Die Rolle des Europäischen Parlaments
Die EU-Abgeordneten haben zugleich eine verbesserte demokratische Kontrolle des gesamten Aufsichtssystems durchgesetzt.
So kann das Europäische Parlament sein Veto gegen den Chef einer Finanzaufsichtbehörde einlegen. Das
Parlament erhält auch Mitspracherechte bei der Entwicklung der technischen Standards und der Umsetzungsmaßnahmen.
Außerdem wird der ESRB-Präsident den Vorsitzenden des Wirtschaftsausschusses und seinen Stellvertreter
über die ESRB-Aktivitäten in vertraulichen Gesprächen auf dem Laufenden halten.

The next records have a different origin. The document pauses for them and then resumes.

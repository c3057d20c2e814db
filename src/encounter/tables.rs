//! Per-terrain encounter candidate lists

use ahash::AHashMap;

use crate::core::config::GENERIC_ENCOUNTER_ID;
use crate::core::types::EncounterId;
use crate::grid::cell::CellType;

/// Built-in candidates for each terrain kind
pub fn default_candidates(cell_type: CellType) -> &'static [&'static str] {
    match cell_type {
        CellType::Street => &["street_hustler", "lost_tourist", "stray_dog_chase"],
        CellType::Building => &["doorman_dispute", "elevator_outage", "wrong_floor"],
        CellType::Traffic => &["gridlock_standoff", "courier_rival", "fender_bender"],
        CellType::Construction => &["falling_debris", "foreman_detour", "sinkhole_scare"],
        CellType::Security => &["checkpoint_shakedown", "badge_inspection", "patrol_sweep"],
        CellType::Protest => &["crowd_surge", "rally_recruiter", "kettled_crossing"],
        CellType::Pickup => &["order_mixup", "impatient_vendor", "extra_parcel"],
        CellType::Shortcut => &["dead_end_alley", "rooftop_leap", "locked_gate"],
        CellType::Surveillance => &["camera_flag", "drone_tail", "facial_scan"],
        CellType::Underground => &["tunnel_dwellers", "flooded_passage", "blackout_maze"],
    }
}

/// Candidate encounter ids keyed by terrain, with a generic fallback
#[derive(Debug, Clone)]
pub struct EncounterTable {
    by_type: AHashMap<CellType, Vec<EncounterId>>,
    fallback: EncounterId,
}

impl EncounterTable {
    /// Empty table: every terrain resolves to the fallback id
    pub fn empty(fallback: impl Into<String>) -> Self {
        Self {
            by_type: AHashMap::new(),
            fallback: EncounterId::new(fallback),
        }
    }

    /// Built-in lists for all ten terrain kinds
    pub fn with_defaults(fallback: impl Into<String>) -> Self {
        let mut table = Self::empty(fallback);
        for cell_type in CellType::ALL {
            table.set_candidates(
                cell_type,
                default_candidates(cell_type)
                    .iter()
                    .map(|id| EncounterId::new(*id))
                    .collect(),
            );
        }
        table
    }

    pub fn set_candidates(&mut self, cell_type: CellType, candidates: Vec<EncounterId>) {
        self.by_type.insert(cell_type, candidates);
    }

    /// Candidates for a terrain; empty when unmapped
    pub fn candidates(&self, cell_type: CellType) -> &[EncounterId] {
        self.by_type
            .get(&cell_type)
            .map(Vec::as_slice)
            .unwrap_or(&[])
    }

    pub fn fallback(&self) -> &EncounterId {
        &self.fallback
    }
}

impl Default for EncounterTable {
    fn default() -> Self {
        Self::with_defaults(GENERIC_ENCOUNTER_ID)
    }
}

#[cfg(test)]
mod tests {
    use super::*;

    #[test]
    fn test_every_terrain_has_defaults() {
        let table = EncounterTable::default();
        for cell_type in CellType::ALL {
            assert!(!table.candidates(cell_type).is_empty(), "{:?}", cell_type);
        }
    }

    #[test]
    fn test_default_ids_unique_across_terrain() {
        let mut seen = std::collections::HashSet::new();
        for cell_type in CellType::ALL {
            for id in default_candidates(cell_type) {
                assert!(seen.insert(*id), "duplicate encounter id {}", id);
            }
        }
    }

    #[test]
    fn test_empty_table_uses_fallback() {
        let table = EncounterTable::empty("generic");
        assert!(table.candidates(CellType::Protest).is_empty());
        assert_eq!(table.fallback().as_str(), "generic");
    }

    #[test]
    fn test_override_candidates() {
        let mut table = EncounterTable::default();
        table.set_candidates(CellType::Pickup, vec![EncounterId::new("vip_order")]);
        assert_eq!(table.candidates(CellType::Pickup), &[EncounterId::new("vip_order")]);
    }
}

Kommission, EU-Finanzaufsichtsbehörden und die ESRB können laut den neuen Gesetzestexten den Rat auffordern,
den Notfall auszurufen. Auch das Parlament kann mittels Entschließungen und Anfragen den Rat auffordern,
den Notfall auszurufen, so wie das Parlament bei jedem anderen Thema das Recht hat, Forderungen an den Rat und
die Kommission zu stellen.
Der Bericht über die Einrichtung einer Europäischen Aufsichtsbehörde (Europäische Bankaufsichtsbehörde)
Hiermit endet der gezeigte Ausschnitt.